The original Image example is at
http://lists.w3.org/Archives/Public/www-ws-arch/2003Apr/0061.html.  Mike
Champion's somewhat more elaborate rework is at
http://lists.w3.org/Archives/Public/www-ws-arch/2003Apr/0203.html.

I am not sure that it makes complete sense to me to use ONLY the
wordings from the current editor's document.  In my view the issue of
what is considered a Web service is different from the domain of the
reference architecture, and the latter may be more restrictive.  Thus, I
would like to see both wordings from the current document and,
separately, wordings that are not consistent with the reference
architecture but express a commonly held constraint on Web services.
For example (I'm not picky about the exact wordings, which I may not
have done so well, but more the thrust):

- Interface is stable, well described and intended for use by
applications as opposed to human beings.

- Communication uses standard Web protocols (e.g.

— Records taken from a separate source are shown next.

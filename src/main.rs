//! city-event-map: command line entrypoint.
//!
//! `fetch` runs one source, `merge` combines the artifacts of a folder,
//! `run` does all sources into a fresh timestamped folder and merges them.

use anyhow::{bail, Context, Result};
use chrono::{Local, NaiveDate};
use clap::{Parser, Subcommand};
use std::path::{Path, PathBuf};
use tracing::{error, info, warn};
use tracing_subscriber::{fmt, prelude::*, EnvFilter};

use city_event_map::config::AppConfig;
use city_event_map::ingest::{run_configured_source, PipelineReport};
use city_event_map::merge::{merge_artifacts, write_combined_csv, write_geojson, COMBINED_CSV, GEOJSON};

#[derive(Debug, Parser)]
#[command(name = "city-event-map", version, about = "Collect city events from several sites onto one map")]
struct Cli {
    #[command(subcommand)]
    command: Command,
}

#[derive(Debug, Subcommand)]
enum Command {
    /// Fetch and geocode one source (by id or name).
    Fetch {
        source: String,
        #[arg(long, default_value = ".")]
        out: PathBuf,
        /// Day to fetch, YYYY-MM-DD (default: today).
        #[arg(long, value_parser = parse_date)]
        date: Option<NaiveDate>,
    },
    /// Merge the artifacts found in a folder.
    Merge {
        #[arg(long, default_value = ".")]
        dir: PathBuf,
    },
    /// All sources into output/<timestamp>, then merge.
    Run {
        #[arg(long, default_value = "output")]
        out_root: PathBuf,
        #[arg(long, value_parser = parse_date)]
        date: Option<NaiveDate>,
    },
}

fn parse_date(s: &str) -> std::result::Result<NaiveDate, String> {
    NaiveDate::parse_from_str(s.trim(), "%Y-%m-%d")
        .map_err(|_| format!("invalid date `{s}`, expected YYYY-MM-DD (e.g. 2025-12-19)"))
}

/// Compact logs by default; `EVENTS_LOG_JSON=1` switches to JSON lines.
fn init_tracing() {
    let filter = EnvFilter::try_from_default_env()
        .unwrap_or_else(|_| EnvFilter::new("city_event_map=info,warn"));
    let json = std::env::var("EVENTS_LOG_JSON")
        .ok()
        .is_some_and(|v| v == "1");

    let registry = tracing_subscriber::registry().with(filter);
    if json {
        registry.with(fmt::layer().json()).init();
    } else {
        registry.with(fmt::layer().compact()).init();
    }
}

fn log_report(r: &PipelineReport) {
    match &r.artifact {
        Some(p) => info!(
            source = %r.source,
            found = r.found,
            with_coordinates = r.with_coordinates,
            dropped = r.dropped,
            "✓ {} written", p.display()
        ),
        None => info!(source = %r.source, "no events, nothing written"),
    }
}

fn merge_folder(app: &AppConfig, dir: &Path) -> Result<()> {
    let ds = merge_artifacts(&app.sources, dir);
    if ds.events.is_empty() {
        bail!("no events with coordinates in {}", dir.display());
    }
    let csv_path = dir.join(COMBINED_CSV);
    let geo_path = dir.join(GEOJSON);
    write_combined_csv(&ds, &csv_path)?;
    write_geojson(&ds, &app.sources, &geo_path)?;
    for (name, count) in &ds.counts {
        info!("  {name}: {count}");
    }
    info!(total = ds.total(), csv = %csv_path.display(), geojson = %geo_path.display(), "✓ merged");
    Ok(())
}

async fn run_all(app: &AppConfig, out_root: &Path, day: NaiveDate) -> Result<()> {
    let folder = out_root.join(Local::now().format("%Y-%m-%d_%H-%M-%S").to_string());
    std::fs::create_dir_all(&folder)
        .with_context(|| format!("creating run folder {}", folder.display()))?;
    info!(folder = %folder.display(), "run folder");

    let mut ok = Vec::new();
    let mut failed = Vec::new();
    for source in &app.sources {
        let t0 = std::time::Instant::now();
        match run_configured_source(app, source, day, &folder).await {
            Ok(report) => {
                log_report(&report);
                info!(source = %source.name, secs = t0.elapsed().as_secs_f64(), "source done");
                if report.artifact.is_some() {
                    ok.push(source.name.clone());
                }
            }
            Err(e) => {
                error!(source = %source.name, error = %format!("{e:#}"), "✗ source failed");
                failed.push(source.name.clone());
            }
        }
    }
    info!(successful = ok.len(), failed = failed.len(), "scraping summary");
    if !failed.is_empty() {
        warn!(sources = ?failed, "some sources failed");
    }
    if ok.is_empty() {
        bail!("no source produced an artifact; nothing to merge");
    }
    merge_folder(app, &folder)
}

#[tokio::main]
async fn main() -> Result<()> {
    let _ = dotenvy::dotenv();
    init_tracing();

    let cli = Cli::parse();
    let app = AppConfig::load_default()?;
    let today = Local::now().date_naive();

    match cli.command {
        Command::Fetch { source, out, date } => {
            let Some(cfg) = app.source(&source) else {
                let known: Vec<&str> = app.sources.iter().map(|s| s.id.as_str()).collect();
                bail!("unknown source `{source}` (configured: {})", known.join(", "));
            };
            let report = run_configured_source(&app, cfg, date.unwrap_or(today), &out).await?;
            log_report(&report);
        }
        Command::Merge { dir } => merge_folder(&app, &dir)?,
        Command::Run { out_root, date } => run_all(&app, &out_root, date.unwrap_or(today)).await?,
    }
    Ok(())
}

HTTP, XML, SMTP, SOAP)

Thus a "thingie" may be consistent with the interface constraint above
but not with the WSDL constraint from the current document.  The
"thingie" involving scraping an HTML page, however, is clearly not
consistent with this constraint, which I think is significant.

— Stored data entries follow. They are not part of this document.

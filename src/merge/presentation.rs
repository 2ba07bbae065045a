// src/merge/presentation.rs
//! Files handed to the map renderer: the combined CSV and a GeoJSON
//! FeatureCollection with a per-source legend.

use anyhow::{Context, Result};
use indexmap::IndexSet;
use serde_json::{json, Map, Value};
use std::fs;
use std::path::Path;

use super::MergedDataset;
use crate::artifact::CANONICAL_HEAD;
use crate::config::SourceConfig;
use crate::ingest::types::NormalizedEvent;

pub const COMBINED_CSV: &str = "combined_events.csv";
pub const GEOJSON: &str = "events.geojson";

fn canonical_value(e: &NormalizedEvent, col: &str) -> Option<String> {
    let ev = &e.event;
    match col {
        "title" => Some(ev.title.clone()),
        "category" => ev.category.clone(),
        "venue" => ev.venue_name.clone(),
        "address" => ev.venue_address.clone(),
        "date" => ev.date.clone(),
        "start_time" => ev.start_time.clone(),
        "end_time" => ev.end_time.clone(),
        "url" => ev.url.clone(),
        "description" => ev.description.clone(),
        _ => None,
    }
}

fn extra_columns(ds: &MergedDataset) -> IndexSet<String> {
    ds.events
        .iter()
        .flat_map(|e| e.event.extra.keys().cloned())
        .filter(|k| !CANONICAL_HEAD.contains(&k.as_str()))
        .collect()
}

/// Canonical columns, extras, then `lat,lon,source,color,icon`.
pub fn write_combined_csv(ds: &MergedDataset, path: &Path) -> Result<()> {
    let extras = extra_columns(ds);
    let mut w = csv::Writer::from_path(path)
        .with_context(|| format!("creating {}", path.display()))?;

    let mut header: Vec<&str> = CANONICAL_HEAD.to_vec();
    header.extend(extras.iter().map(String::as_str));
    header.extend(["lat", "lon", "source", "color", "icon"]);
    w.write_record(&header)?;

    for e in &ds.events {
        let mut rec: Vec<String> = CANONICAL_HEAD
            .iter()
            .map(|c| canonical_value(e, c).unwrap_or_default())
            .collect();
        rec.extend(extras.iter().map(|k| e.event.extra.get(k).cloned().unwrap_or_default()));
        rec.push(e.lat.to_string());
        rec.push(e.lon.to_string());
        rec.push(e.source.clone());
        rec.push(e.color.clone());
        rec.push(e.icon.clone());
        w.write_record(&rec)?;
    }
    w.flush().with_context(|| format!("flushing {}", path.display()))?;
    Ok(())
}

fn feature(e: &NormalizedEvent) -> Value {
    let mut props = Map::new();
    for col in CANONICAL_HEAD {
        if let Some(v) = canonical_value(e, col) {
            props.insert(col.to_string(), Value::String(v));
        }
    }
    for (k, v) in &e.event.extra {
        props.entry(k.clone()).or_insert_with(|| Value::String(v.clone()));
    }
    props.insert("source".into(), json!(e.source));
    props.insert("color".into(), json!(e.color));
    props.insert("icon".into(), json!(e.icon));
    json!({
        "type": "Feature",
        "geometry": { "type": "Point", "coordinates": [e.lon, e.lat] },
        "properties": props,
    })
}

/// Legend entries in merge order: name, color, icon, count.
pub fn legend(ds: &MergedDataset, sources: &[SourceConfig]) -> Value {
    let entries: Vec<Value> = ds
        .counts
        .iter()
        .map(|(name, count)| {
            let style = sources.iter().find(|s| &s.name == name);
            json!({
                "name": name,
                "color": style.map(|s| s.color.as_str()).unwrap_or("gray"),
                "icon": style.map(|s| s.icon.as_str()).unwrap_or("info-sign"),
                "count": count,
            })
        })
        .collect();
    json!({ "sources": entries, "total": ds.total() })
}

pub fn to_geojson(ds: &MergedDataset, sources: &[SourceConfig]) -> Value {
    json!({
        "type": "FeatureCollection",
        "features": ds.events.iter().map(feature).collect::<Vec<_>>(),
        "legend": legend(ds, sources),
    })
}

pub fn write_geojson(ds: &MergedDataset, sources: &[SourceConfig], path: &Path) -> Result<()> {
    let body = serde_json::to_string_pretty(&to_geojson(ds, sources))?;
    fs::write(path, body).with_context(|| format!("writing {}", path.display()))
}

-----Original Message-----
From: Dave Hollander [mailto:dmh@contivo.com] 
Sent: Monday, April 21, 2003 4:04 PM
To: www-ws-arch@w3.org
Subject: RE: Plan B: fundamental contraints and scope


Do you have a pointer to the Image example? I can't find it. I did add
the "semantic web" example.

The description wording came directly from the current editors document.
Is this better?


Dave


-----Original Message-----
From: Cutler, Roger (RogerCutler) [mailto:RogerCutler@chevrontexaco.com]
Sent: Monday, April 21, 2003 1:20 PM
To: Dave Hollander; www-ws-arch@w3.org
Subject: RE: Plan B: fundamental contraints and scope


Would it make sense to add my Image thing, or Mike's elaboration of it?
That is interesting, I think, because there is no XML involved
whatsoever and yet there is a formally descibable interface and it is
intended for app-to-app use.

I am afraid that I find your constraints a bit cryptic, particularly the
one involving description.  In words, however, I personally see a big
distinction between "services" that have a described, stable interface
intended for use by an application and those (like web pages intended
for humans) that do not.  I don't think that this has anything to do
with WSDL per se -- conformance to WSDL seems to me to be a different
issue.

-----Original Message-----
From: Dave Hollander [mailto:dmh@contivo.com] 
Sent: Monday, April 21, 2003 1:59 PM
To: www-ws-arch@w3.org
Subject: RE: Plan B: fundamental contraints and scope


Here is a first pass at putting together the constraints and examples
servics. It tries to avoid the "what is a WS" discussion and just lay
out definitions and conformance statements.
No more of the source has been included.